• [WORK INSTRUCTIONS] Instruction for the entries that follow: retype exactly the lines from the line with "let Some(captures) = TIME_RE.captures(time)" to the line with "match datetime.find(|ch: char|", both included, and omit all others.

(Stored data)
//! Validator for `format` keyword.
use crate::{
    context::{Formats, ValidationContext},
    error::ValidationErrorKind,
    keywords::{pattern, CheckResult},
    paths::InstancePath,
};
use chrono::NaiveDate;
use email_address::EmailAddress;
use once_cell::sync::Lazy;
use regex::Regex;
use serde_json::Value;
use std::{
    net::{Ipv4Addr, Ipv6Addr},
    str::FromStr,
    sync::Arc,
};
use url::Url;

static DATE_RE: Lazy<Regex> =
    Lazy::new(|| Regex::new(r"^[0-9]{4}-[0-9]{2}-[0-9]{2}\z").expect("Is a valid regex"));
static TIME_RE: Lazy<Regex> = Lazy::new(|| {
    Regex::new(r"^([0-9]{2}):([0-9]{2}):([0-9]{2})(?:\.[0-9]+)?(?:[Zz]|([+-])([0-9]{2}):([0-9]{2}))\z")
        .expect("Is a valid regex")
});
static JSON_POINTER_RE: Lazy<Regex> =
    Lazy::new(|| Regex::new(r"^(/(([^/~])|(~[01]))*)*\z").expect("Is a valid regex"));
static RELATIVE_JSON_POINTER_RE: Lazy<Regex> = Lazy::new(|| {
    Regex::new(r"^(?:0|[1-9][0-9]*)(?:#|(?:/(?:[^~/]|~0|~1)*)*)\z").expect("Is a valid regex")
});
static URI_REFERENCE_RE: Lazy<Regex> =
    Lazy::new(|| Regex::new(r"^(\w+:(/?/?))?[^#\\\s]*(#[^\\\s]*)?\z").expect("Is a valid regex"));
static URI_TEMPLATE_RE: Lazy<Regex> = Lazy::new(|| {
    Regex::new(
        r#"^(?:(?:[^\x00-\x20"'<>%\\^`{|}]|%[0-9a-f]{2})|\{[+#./;?&=,!@|]?(?:[a-z0-9_]|%[0-9a-f]{2})+(?::[1-9][0-9]{0,3}|\*)?(?:,(?:[a-z0-9_]|%[0-9a-f]{2})+(?::[1-9][0-9]{0,3}|\*)?)*})*\z"#
    )
    .expect("Is a valid regex")
});
static HEX_COLOR_RE: Lazy<Regex> = Lazy::new(|| {
    Regex::new(r"^#(?:[0-9a-fA-F]{3}|[0-9a-fA-F]{6})\z").expect("Is a valid regex")
});
static STYLE_DECLARATION_RE: Lazy<Regex> =
    Lazy::new(|| Regex::new(r"(?i)^\s*[-a-z]+\s*:\s*.+$").expect("Is a valid regex"));
static PHONE_RE: Lazy<Regex> = Lazy::new(|| {
    Regex::new(r"^\+?(\([0-9]{3}\)|[0-9]{3}) [0-9]{3} [0-9]{4}\z").expect("Is a valid regex")
});

const CSS_COLORS: [&str; 17] = [
    "aqua", "black", "blue", "fuchsia", "gray", "green", "lime", "maroon", "navy", "olive",
    "orange", "purple", "red", "silver", "teal", "white", "yellow",
];

/// A predicate over strings, used for the `format` keyword.
///
/// Implemented for every `Fn(&str) -> bool` closure, so custom formats are usually plain
/// functions:
/// ```rust
/// use jsonschema_check::Validator;
///
/// fn is_currency(value: &str) -> bool {
///     value.len() == 3 && value.bytes().all(|b| b.is_ascii_uppercase())
/// }
///
/// let validator = Validator::options()
///     .with_format("currency", is_currency)
///     .build()
///     .expect("Valid options");
/// ```
pub trait Format: Send + Sync + 'static {
    fn is_valid(&self, value: &str) -> bool;
}

impl<F> Format for F
where
    F: Fn(&str) -> bool + Send + Sync + 'static,
{
    #[inline]
    fn is_valid(&self, value: &str) -> bool {
        self(value)
    }
}

/// `format`: delegate to the validator registered under the name. Unknown names pass.
pub(crate) fn check(
    ctx: &mut ValidationContext<'_>,
    string: &str,
    format: &Value,
    path: &InstancePath<'_>,
) -> CheckResult {
    let (Some(formats), Value::String(name)) = (ctx.formats, format) else {
        return Ok(());
    };
    if let Some(validator) = formats.get(name.as_str()) {
        if !validator.is_valid(string) {
            ctx.error(
                ValidationErrorKind::Format {
                    format: name.clone(),
                },
                path,
            )?;
        }
    }
    Ok(())
}

fn entry(name: &str, format: impl Format) -> (String, Arc<dyn Format>) {
    (name.to_string(), Arc::new(format))
}

/// Formats known out of the box, including the names older drafts used.
pub(crate) fn builtin() -> Formats {
    [
        entry("color", is_valid_color),
        entry("date", is_valid_date),
        entry("date-time", is_valid_datetime),
        entry("email", is_valid_email),
        entry("host-name", is_valid_hostname),
        entry("hostname", is_valid_hostname),
        entry("idn-email", is_valid_email),
        entry("idn-hostname", is_valid_hostname),
        entry("ip-address", is_valid_ipv4),
        entry("ipv4", is_valid_ipv4),
        entry("ipv6", is_valid_ipv6),
        entry("iri", is_valid_uri),
        entry("iri-reference", is_valid_uri_reference),
        entry("json-pointer", is_valid_json_pointer),
        entry("phone", is_valid_phone),
        entry("regex", is_valid_regex),
        entry("relative-json-pointer", is_valid_relative_json_pointer),
        entry("style", is_valid_style),
        entry("time", is_valid_time),
        entry("uri", is_valid_uri),
        entry("uri-reference", is_valid_uri_reference),
        entry("uri-template", is_valid_uri_template),
        entry("uriref", is_valid_uri_reference),
        entry("utc-millisec", is_valid_utc_millisec),
    ]
    .into_iter()
    .collect()
}

/// `YYYY-MM-DD` that survives a round trip through a calendar date.
fn is_valid_date(date: &str) -> bool {
    DATE_RE.is_match(date)
        && NaiveDate::parse_from_str(date, "%Y-%m-%d")
            .map_or(false, |parsed| parsed.format("%Y-%m-%d").to_string() == date)
}

/// RFC 3339 `full-time`.
///
/// A leap second is only valid when the UTC equivalent is 23:59:60.
fn is_valid_time(time: &str) -> bool {
    let Some(captures) = TIME_RE.captures(time) else {
        return false;
    };
    let field = |idx: usize| {
        captures
            .get(idx)
            .and_then(|m| m.as_str().parse::<i32>().ok())
    };
    let (Some(hour), Some(minute), Some(second)) = (field(1), field(2), field(3)) else {
        return false;
    };
    if hour > 23 || minute > 59 || second > 60 {
        return false;
    }
    let offset = match captures.get(4).map(|m| m.as_str()) {
        Some(sign) => {
            let (Some(offset_hour), Some(offset_minute)) = (field(5), field(6)) else {
                return false;
            };
            if offset_hour > 23 || offset_minute > 59 {
                return false;
            }
            let offset = offset_hour * 60 + offset_minute;
            if sign == "-" {
                -offset
            } else {
                offset
            }
        }
        None => 0,
    };
    if second == 60 {
        let utc = (hour * 60 + minute - offset).rem_euclid(24 * 60);
        utc == 23 * 60 + 59
    } else {
        true
    }
}

fn is_valid_datetime(datetime: &str) -> bool {
    match datetime.find(|ch: char| ch == 'T' || ch == 't') {
        Some(idx) => is_valid_date(&datetime[..idx]) && is_valid_time(&datetime[idx + 1..]),
        None => false,
    }
}

fn is_valid_ipv4(address: &str) -> bool {
    Ipv4Addr::from_str(address).is_ok()
}

fn is_valid_ipv6(address: &str) -> bool {
    Ipv6Addr::from_str(address).is_ok()
}

fn is_valid_email(email: &str) -> bool {
    let Ok(parsed) = EmailAddress::from_str(email) else {
        return false;
    };
    let domain = parsed.domain();
    if let Some(literal) = domain.strip_prefix('[').and_then(|d| d.strip_suffix(']')) {
        match literal.strip_prefix("IPv6:") {
            Some(address) => is_valid_ipv6(address),
            None => is_valid_ipv4(literal),
        }
    } else {
        is_valid_hostname(domain)
    }
}

/// Host names, internationalized ones included.
///
/// The name is checked against the contextual rules of RFC 5892 first, then converted with
/// IDNA ToASCII and every label checked against the LDH rule.
fn is_valid_hostname(hostname: &str) -> bool {
    if hostname.is_empty() || hostname.split('.').any(violates_context_rules) {
        return false;
    }
    let Ok(ascii) = idna::domain_to_ascii(hostname) else {
        return false;
    };
    ascii.len() <= 253 && ascii.split('.').all(is_valid_label)
}

fn is_valid_label(label: &str) -> bool {
    !label.is_empty()
        && label.len() <= 63
        && !label.starts_with('-')
        && !label.ends_with('-')
        && label.bytes().all(|b| b.is_ascii_alphanumeric() || b == b'-')
}

fn is_greek(ch: char) -> bool {
    matches!(ch, '\u{0370}'..='\u{03FF}' | '\u{1F00}'..='\u{1FFF}')
}

fn is_hebrew(ch: char) -> bool {
    matches!(ch, '\u{0590}'..='\u{05FF}')
}

fn is_japanese(ch: char) -> bool {
    matches!(
        ch,
        '\u{3040}'..='\u{309F}' | '\u{30A0}'..='\u{30FA}' | '\u{30FC}'..='\u{30FF}' | '\u{3400}'..='\u{4DBF}' | '\u{4E00}'..='\u{9FFF}'
    )
}

/// CONTEXTJ / CONTEXTO characters used outside of their allowed context.
fn violates_context_rules(label: &str) -> bool {
    let chars: Vec<char> = label.chars().collect();
    let mut arabic_indic = false;
    let mut extended_arabic_indic = false;
    for (idx, &ch) in chars.iter().enumerate() {
        let previous = idx.checked_sub(1).and_then(|i| chars.get(i)).copied();
        let next = chars.get(idx + 1).copied();
        let allowed = match ch {
            // Zero width non-joiner and joiner
            '\u{200C}' | '\u{200D}' => false,
            // Devanagari danda and double danda
            '\u{0964}' | '\u{0965}' => false,
            // Catalan middle dot
            '\u{00B7}' => previous == Some('l') && next == Some('l'),
            // Greek keraia
            '\u{0375}' => next.map_or(false, is_greek),
            // Hebrew geresh and gershayim
            '\u{05F3}' | '\u{05F4}' => previous.map_or(false, is_hebrew),
            // Katakana middle dot
            '\u{30FB}' => chars.iter().copied().any(is_japanese),
            '\u{0660}'..='\u{0669}' => {
                arabic_indic = true;
                true
            }
            '\u{06F0}'..='\u{06F9}' => {
                extended_arabic_indic = true;
                true
            }
            _ => true,
        };
        if !allowed {
            return true;
        }
    }
    arabic_indic && extended_arabic_indic
}

fn is_valid_json_pointer(pointer: &str) -> bool {
    JSON_POINTER_RE.is_match(pointer)
}

fn is_valid_relative_json_pointer(pointer: &str) -> bool {
    RELATIVE_JSON_POINTER_RE.is_match(pointer)
}

fn is_valid_regex(source: &str) -> bool {
    pattern::convert_regex(source).is_ok()
}

fn is_valid_uri(uri: &str) -> bool {
    Url::from_str(uri).is_ok()
}

fn is_valid_uri_reference(reference: &str) -> bool {
    URI_REFERENCE_RE.is_match(reference)
}

fn is_valid_uri_template(template: &str) -> bool {
    URI_TEMPLATE_RE.is_match(template)
}

fn is_valid_color(color: &str) -> bool {
    CSS_COLORS.contains(&color.to_ascii_lowercase().as_str()) || HEX_COLOR_RE.is_match(color)
}

/// `prop: value` declarations separated by semicolons, a trailing one is allowed.
fn is_valid_style(style: &str) -> bool {
    let style = style.trim_end();
    let style = style.strip_suffix(';').unwrap_or(style);
    !style.is_empty()
        && style
            .split(';')
            .all(|declaration| STYLE_DECLARATION_RE.is_match(declaration))
}

fn is_valid_phone(phone: &str) -> bool {
    PHONE_RE.is_match(phone)
}

fn is_valid_utc_millisec(value: &str) -> bool {
    value.parse::<f64>().map_or(false, f64::is_finite)
}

• [ANSWER TO THE PROBLEM]
    let Some(captures) = TIME_RE.captures(time) else {
        return false;
    };
    let field = |idx: usize| {
        captures
            .get(idx)
            .and_then(|m| m.as_str().parse::<i32>().ok())
    };
    let (Some(hour), Some(minute), Some(second)) = (field(1), field(2), field(3)) else {
        return false;
    };
    if hour > 23 || minute > 59 || second > 60 {
        return false;
    }
    let offset = match captures.get(4).map(|m| m.as_str()) {
        Some(sign) => {
            let (Some(offset_hour), Some(offset_minute)) = (field(5), field(6)) else {
                return false;
            };
            if offset_hour > 23 || offset_minute > 59 {
                return false;
            }
            let offset = offset_hour * 60 + offset_minute;
            if sign == "-" {
                -offset
            } else {
                offset
            }
        }
        None => 0,
    };
    if second == 60 {
        let utc = (hour * 60 + minute - offset).rem_euclid(24 * 60);
        utc == 23 * 60 + 59
    } else {
        true
    }
}

fn is_valid_datetime(datetime: &str) -> bool {
    match datetime.find(|ch: char| ch == 'T' || ch == 't') {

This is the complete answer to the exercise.